━━ Exercise materials

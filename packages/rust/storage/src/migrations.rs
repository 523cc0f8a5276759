//! SQL migration definitions for the content index.
//!
//! Migrations are applied in order on database open. Each migration has a
//! version number and a set of SQL statements executed as one batch.

/// A database migration with a version and SQL statements.
pub(crate) struct Migration {
    pub version: u32,
    pub description: &'static str,
    pub sql: &'static str,
}

/// All migrations, in ascending version order.
pub(crate) fn all_migrations() -> Vec<Migration> {
    vec![
        Migration {
            version: 1,
            description: "Initial schema: nodes, node_fields, pages",
            sql: r#"
-- Schema version tracking
CREATE TABLE IF NOT EXISTS schema_migrations (
    version    INTEGER PRIMARY KEY,
    applied_at TEXT NOT NULL DEFAULT (datetime('now'))
);

-- Content graph nodes
CREATE TABLE IF NOT EXISTS nodes (
    id                   TEXT PRIMARY KEY,
    internal_type        TEXT NOT NULL,
    parent_id            TEXT,
    source_instance_name TEXT,
    content              TEXT,
    content_hash         TEXT,
    created_at           TEXT NOT NULL
);

CREATE INDEX IF NOT EXISTS idx_nodes_type ON nodes(internal_type);
CREATE INDEX IF NOT EXISTS idx_nodes_parent ON nodes(parent_id);

-- Fields written onto nodes by hooks (JSON values)
CREATE TABLE IF NOT EXISTS node_fields (
    node_id    TEXT NOT NULL REFERENCES nodes(id) ON DELETE CASCADE,
    name       TEXT NOT NULL,
    value_json TEXT NOT NULL,
    updated_at TEXT NOT NULL,
    PRIMARY KEY (node_id, name)
);

CREATE INDEX IF NOT EXISTS idx_node_fields_lookup ON node_fields(name, value_json);

-- Registered pages, one per route
CREATE TABLE IF NOT EXISTS pages (
    path         TEXT PRIMARY KEY,
    component    TEXT NOT NULL,
    context_json TEXT NOT NULL,
    created_at   TEXT NOT NULL
);

INSERT INTO schema_migrations (version) VALUES (1);
"#,
        },
        Migration {
            version: 2,
            description: "Build history",
            sql: r#"
CREATE TABLE IF NOT EXISTS builds (
    id          TEXT PRIMARY KEY,
    started_at  TEXT NOT NULL,
    finished_at TEXT,
    stats_json  TEXT
);

INSERT INTO schema_migrations (version) VALUES (2);
"#,
        },
    ]
}
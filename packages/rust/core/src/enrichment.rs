//! Stack enrichment fan-out.
//!
//! Every tool of every stack is looked up against the VCS and catalog
//! sources at the same time. Each lookup settles on its own: a failure is
//! logged and leaves that one metadata field unset, and enrichment as a whole
//! never fails.

use futures_util::stream::{self, StreamExt};
use serde::Serialize;
use tracing::{debug, info, instrument, warn};

use stackpages_lookup::{CatalogLookup, LookupError, VcsLookup, catalog_ref, vcs_ref};
use stackpages_shared::{CatalogMetadata, Stack, StackCatalog, Tool, VcsMetadata};

/// The two metadata sources enrichment consults.
#[derive(Clone, Copy)]
pub struct Lookups<'a> {
    pub vcs: &'a dyn VcsLookup,
    pub catalog: &'a dyn CatalogLookup,
}

/// Tuning for the fan-out.
#[derive(Debug, Clone, Default)]
pub struct EnrichOptions {
    /// Upper bound on tools enriched at once. `None` enriches every tool at once.
    pub max_concurrency: Option<usize>,
}

/// Per-source lookup counters.
#[derive(Debug, Clone, Copy, Default, PartialEq, Eq, Serialize)]
pub struct SourceStats {
    pub attempted: usize,
    pub succeeded: usize,
    pub failed: usize,
}

impl SourceStats {
    fn record(&mut self, attempt: Attempt) {
        match attempt {
            Attempt::Skipped => {}
            Attempt::Succeeded => {
                self.attempted += 1;
                self.succeeded += 1;
            }
            Attempt::Failed => {
                self.attempted += 1;
                self.failed += 1;
            }
        }
    }

    fn absorb(&mut self, other: SourceStats) {
        self.attempted += other.attempted;
        self.succeeded += other.succeeded;
        self.failed += other.failed;
    }
}

/// What happened during one enrichment run.
#[derive(Debug, Clone, Copy, Default, PartialEq, Eq, Serialize)]
pub struct EnrichmentReport {
    pub tools: usize,
    pub vcs: SourceStats,
    pub catalog: SourceStats,
}

impl EnrichmentReport {
    /// Add another run's counters to this one.
    pub fn absorb(&mut self, other: &EnrichmentReport) {
        self.tools += other.tools;
        self.vcs.absorb(other.vcs);
        self.catalog.absorb(other.catalog);
    }

    pub fn failures(&self) -> usize {
        self.vcs.failed + self.catalog.failed
    }
}

/// Enriched copy of a catalog's stacks.
#[derive(Debug, Clone)]
pub struct EnrichedStacks {
    pub stacks: Vec<Stack>,
    pub report: EnrichmentReport,
}

#[derive(Debug, Clone, Copy, PartialEq, Eq)]
enum Attempt {
    Skipped,
    Succeeded,
    Failed,
}

#[derive(Debug, Clone, Copy)]
struct ToolOutcome {
    vcs: Attempt,
    catalog: Attempt,
}

/// Enrich a fresh copy of the catalog's stacks with looked-up metadata.
///
/// Completes once every lookup has either succeeded or failed.
#[instrument(skip_all, fields(stacks = catalog.stacks().len(), tools = catalog.tool_count()))]
pub async fn enrich_stacks(
    catalog: &StackCatalog,
    lookups: Lookups<'_>,
    opts: &EnrichOptions,
) -> EnrichedStacks {
    let mut stacks = catalog.stacks().to_vec();
    let tool_count = catalog.tool_count();
    let limit = opts.max_concurrency.unwrap_or(tool_count).max(1);

    debug!(limit, "starting enrichment fan-out");

    let outcomes: Vec<ToolOutcome> = stream::iter(stacks.iter_mut().flat_map(|stack| {
        let stack_name = stack.name.clone();
        stack
            .tools
            .iter_mut()
            .map(move |tool| enrich_tool(stack_name.clone(), tool, lookups))
    }))
    .buffer_unordered(limit)
    .collect()
    .await;

    let mut report = EnrichmentReport {
        tools: outcomes.len(),
        ..Default::default()
    };
    for outcome in outcomes {
        report.vcs.record(outcome.vcs);
        report.catalog.record(outcome.catalog);
    }

    info!(
        vcs_ok = report.vcs.succeeded,
        vcs_failed = report.vcs.failed,
        catalog_ok = report.catalog.succeeded,
        catalog_failed = report.catalog.failed,
        "enrichment complete"
    );

    EnrichedStacks { stacks, report }
}

/// Run both lookups for one tool concurrently and attach whatever succeeded.
async fn enrich_tool(stack: String, tool: &mut Tool, lookups: Lookups<'_>) -> ToolOutcome {
    let (vcs, catalog) = tokio::join!(
        fetch_vcs(tool.git_hub.as_url(), lookups.vcs),
        fetch_catalog(tool.stack_share.as_url(), lookups.catalog),
    );

    let vcs = match vcs {
        None => Attempt::Skipped,
        Some(Ok(meta)) => {
            tool.git_hub_data = Some(meta);
            Attempt::Succeeded
        }
        Some(Err(e)) => {
            warn!(
                stack = %stack,
                tool = %tool.name,
                source = lookups.vcs.source(),
                error = %e,
                "vcs lookup failed"
            );
            Attempt::Failed
        }
    };

    let catalog = match catalog {
        None => Attempt::Skipped,
        Some(Ok(meta)) => {
            tool.stack_share_data = Some(meta);
            Attempt::Succeeded
        }
        Some(Err(e)) => {
            warn!(
                stack = %stack,
                tool = %tool.name,
                source = lookups.catalog.source(),
                error = %e,
                "catalog lookup failed"
            );
            Attempt::Failed
        }
    };

    ToolOutcome { vcs, catalog }
}

async fn fetch_vcs(
    url: Option<&str>,
    lookup: &dyn VcsLookup,
) -> Option<Result<VcsMetadata, LookupError>> {
    let url = url?;
    let r = vcs_ref(url);
    Some(lookup.lookup(&r.owner, &r.name).await)
}

async fn fetch_catalog(
    url: Option<&str>,
    lookup: &dyn CatalogLookup,
) -> Option<Result<CatalogMetadata, LookupError>> {
    let url = url?;
    let name = catalog_ref(url);
    Some(lookup.lookup(&name, url).await)
}

#[cfg(test)]
mod tests {
    use super::*;
    use std::sync::atomic::Ordering;
    use std::time::Duration;

    use stackpages_shared::RefLink;

    use crate::testing::{TableCatalog, TableVcs};

    fn tool(name: &str, git_hub: Option<&str>, stack_share: Option<&str>) -> Tool {
        Tool {
            name: name.into(),
            description: String::new(),
            url: format!("https://{name}.example.com"),
            git_hub: git_hub.map(RefLink::new).unwrap_or_default(),
            stack_share: stack_share.map(RefLink::new).unwrap_or_default(),
            git_hub_data: None,
            stack_share_data: None,
        }
    }

    fn catalog(tools: Vec<Tool>) -> StackCatalog {
        StackCatalog::new(vec![Stack {
            name: "Test Stack".into(),
            path: "test-stack".into(),
            category: "Tests".into(),
            description: String::new(),
            tools,
        }])
        .unwrap()
    }

    #[tokio::test]
    async fn attaches_metadata_from_both_sources() {
        let vcs = TableVcs::knowing("Python-Markdown", "markdown");
        let cat = TableCatalog::knowing("serverless");
        let lookups = Lookups {
            vcs: &vcs,
            catalog: &cat,
        };

        let enriched =
            enrich_stacks(&StackCatalog::builtin(), lookups, &EnrichOptions::default()).await;

        let tool = &enriched.stacks[0].tools[0];
        assert_eq!(
            tool.git_hub_data.as_ref().map(|m| m.full_name.as_str()),
            Some("Python-Markdown/markdown")
        );
        assert_eq!(
            tool.stack_share_data.as_ref().map(|m| m.slug.as_str()),
            Some("serverless")
        );
        assert_eq!(
            cat.calls(),
            vec![(
                "serverless".to_string(),
                "https://stackshare.io/serverless".to_string()
            )]
        );
        assert_eq!(enriched.report.vcs.succeeded, 1);
        assert_eq!(enriched.report.catalog.succeeded, 1);
        assert_eq!(enriched.report.failures(), 0);
    }

    #[tokio::test]
    async fn passes_parsed_owner_and_name() {
        let vcs = TableVcs::default();
        let cat = TableCatalog::default();
        let lookups = Lookups {
            vcs: &vcs,
            catalog: &cat,
        };

        let c = catalog(vec![tool("x", Some("https://github.com/OwnerX/NameY"), None)]);
        enrich_stacks(&c, lookups, &EnrichOptions::default()).await;

        assert_eq!(vcs.calls(), vec![("OwnerX".to_string(), "NameY".to_string())]);
        assert!(cat.calls().is_empty());
    }

    #[tokio::test]
    async fn always_failing_lookups_leave_metadata_unset() {
        let vcs = TableVcs::default();
        let cat = TableCatalog::default();
        let lookups = Lookups {
            vcs: &vcs,
            catalog: &cat,
        };

        let c = catalog(vec![
            tool("a", Some("https://github.com/a/a"), Some("https://stackshare.io/a")),
            tool("b", Some("https://github.com/b/b"), Some("https://stackshare.io/b")),
        ]);
        let enriched = enrich_stacks(&c, lookups, &EnrichOptions::default()).await;

        for t in &enriched.stacks[0].tools {
            assert!(t.git_hub_data.is_none());
            assert!(t.stack_share_data.is_none());
        }
        assert_eq!(enriched.report.vcs.failed, 2);
        assert_eq!(enriched.report.catalog.failed, 2);
        assert_eq!(enriched.report.failures(), 4);
    }

    #[tokio::test]
    async fn one_source_failing_does_not_affect_the_other() {
        let vcs = TableVcs::knowing("a", "a");
        let cat = TableCatalog::default();
        let lookups = Lookups {
            vcs: &vcs,
            catalog: &cat,
        };

        let c = catalog(vec![tool(
            "a",
            Some("https://github.com/a/a"),
            Some("https://stackshare.io/a"),
        )]);
        let enriched = enrich_stacks(&c, lookups, &EnrichOptions::default()).await;

        let t = &enriched.stacks[0].tools[0];
        assert!(t.git_hub_data.is_some());
        assert!(t.stack_share_data.is_none());
    }

    #[tokio::test]
    async fn tool_without_refs_performs_no_lookups() {
        let vcs = TableVcs::default();
        let cat = TableCatalog::default();
        let lookups = Lookups {
            vcs: &vcs,
            catalog: &cat,
        };

        let c = catalog(vec![tool("plain", None, Some(""))]);
        let enriched = enrich_stacks(&c, lookups, &EnrichOptions::default()).await;

        assert!(vcs.calls().is_empty());
        assert!(cat.calls().is_empty());
        assert_eq!(enriched.stacks[0].tools[0], c.stacks()[0].tools[0]);
        assert_eq!(enriched.report.tools, 1);
        assert_eq!(enriched.report.vcs.attempted, 0);
    }

    #[tokio::test]
    async fn malformed_reference_is_an_ordinary_failure() {
        let vcs = TableVcs::default();
        let cat = TableCatalog::default();
        let lookups = Lookups {
            vcs: &vcs,
            catalog: &cat,
        };

        let c = catalog(vec![tool("odd", Some("https://gitlab.com/a/b"), None)]);
        let enriched = enrich_stacks(&c, lookups, &EnrichOptions::default()).await;

        assert_eq!(vcs.calls(), vec![("https:".to_string(), String::new())]);
        assert_eq!(enriched.report.vcs.failed, 1);
    }

    #[tokio::test]
    async fn catalog_is_not_mutated() {
        let vcs = TableVcs::knowing("Python-Markdown", "markdown");
        let cat = TableCatalog::knowing("serverless");
        let lookups = Lookups {
            vcs: &vcs,
            catalog: &cat,
        };

        let builtin = StackCatalog::builtin();
        enrich_stacks(&builtin, lookups, &EnrichOptions::default()).await;
        assert!(builtin.stacks()[0].tools[0].git_hub_data.is_none());
    }

    #[tokio::test]
    async fn lookups_run_concurrently_by_default() {
        let vcs = TableVcs {
            delay: Some(Duration::from_millis(20)),
            ..Default::default()
        };
        let cat = TableCatalog::default();
        let lookups = Lookups {
            vcs: &vcs,
            catalog: &cat,
        };

        let tools = (0..4)
            .map(|i| tool(&format!("t{i}"), Some(format!("https://github.com/o/r{i}").as_str()), None))
            .collect();
        enrich_stacks(&catalog(tools), lookups, &EnrichOptions::default()).await;

        assert_eq!(vcs.calls().len(), 4);
        assert_eq!(vcs.in_flight.max.load(Ordering::SeqCst), 4);
    }

    #[tokio::test]
    async fn tools_across_stacks_run_together_and_keep_their_place() {
        let mut vcs = TableVcs {
            delay: Some(Duration::from_millis(20)),
            ..Default::default()
        };
        for name in ["a1", "b1"] {
            vcs.known.insert(
                ("o".to_string(), name.to_string()),
                VcsMetadata {
                    full_name: format!("o/{name}"),
                    ..Default::default()
                },
            );
        }
        let cat = TableCatalog::knowing("a2-slug");
        let lookups = Lookups {
            vcs: &vcs,
            catalog: &cat,
        };

        let stack = |name: &str, path: &str, tools: Vec<Tool>| Stack {
            name: name.into(),
            path: path.into(),
            category: "Tests".into(),
            description: String::new(),
            tools,
        };
        let catalog = StackCatalog::new(vec![
            stack(
                "Stack A",
                "stack-a",
                vec![
                    tool("a1", Some("https://github.com/o/a1"), None),
                    tool(
                        "a2",
                        Some("https://github.com/o/a2"),
                        Some("https://stackshare.io/a2-slug"),
                    ),
                ],
            ),
            stack(
                "Stack B",
                "stack-b",
                vec![tool("b1", Some("https://github.com/o/b1"), None)],
            ),
        ])
        .unwrap();

        let enriched = enrich_stacks(&catalog, lookups, &EnrichOptions::default()).await;

        assert_eq!(vcs.in_flight.max.load(Ordering::SeqCst), 3);
        assert_eq!(enriched.report.tools, 3);

        let a = &enriched.stacks[0];
        let b = &enriched.stacks[1];
        assert_eq!(a.path, "stack-a");
        assert_eq!(
            a.tools[0].git_hub_data.as_ref().map(|m| m.full_name.as_str()),
            Some("o/a1")
        );
        assert!(a.tools[0].stack_share_data.is_none());
        assert!(a.tools[1].git_hub_data.is_none());
        assert_eq!(
            a.tools[1].stack_share_data.as_ref().map(|m| m.slug.as_str()),
            Some("a2-slug")
        );
        assert_eq!(b.tools.len(), 1);
        assert_eq!(
            b.tools[0].git_hub_data.as_ref().map(|m| m.full_name.as_str()),
            Some("o/b1")
        );
    }

    #[tokio::test]
    async fn concurrency_cap_is_respected() {
        let vcs = TableVcs {
            delay: Some(Duration::from_millis(5)),
            ..Default::default()
        };
        let cat = TableCatalog::default();
        let lookups = Lookups {
            vcs: &vcs,
            catalog: &cat,
        };

        let tools = (0..4)
            .map(|i| tool(&format!("t{i}"), Some(format!("https://github.com/o/r{i}").as_str()), None))
            .collect();
        let opts = EnrichOptions {
            max_concurrency: Some(1),
        };
        enrich_stacks(&catalog(tools), lookups, &opts).await;

        assert_eq!(vcs.calls().len(), 4);
        assert_eq!(vcs.in_flight.max.load(Ordering::SeqCst), 1);
    }

    #[test]
    fn report_absorb_sums_counters() {
        let mut total = EnrichmentReport::default();
        let run = EnrichmentReport {
            tools: 2,
            vcs: SourceStats {
                attempted: 2,
                succeeded: 1,
                failed: 1,
            },
            catalog: SourceStats::default(),
        };
        total.absorb(&run);
        total.absorb(&run);
        assert_eq!(total.tools, 4);
        assert_eq!(total.vcs.failed, 2);
        assert_eq!(total.failures(), 2);
    }
}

━━━━

▶ Work required
Work through the records line by line and tally those that include the word "github". Give the number alone.

▶ Reply to the exercise
9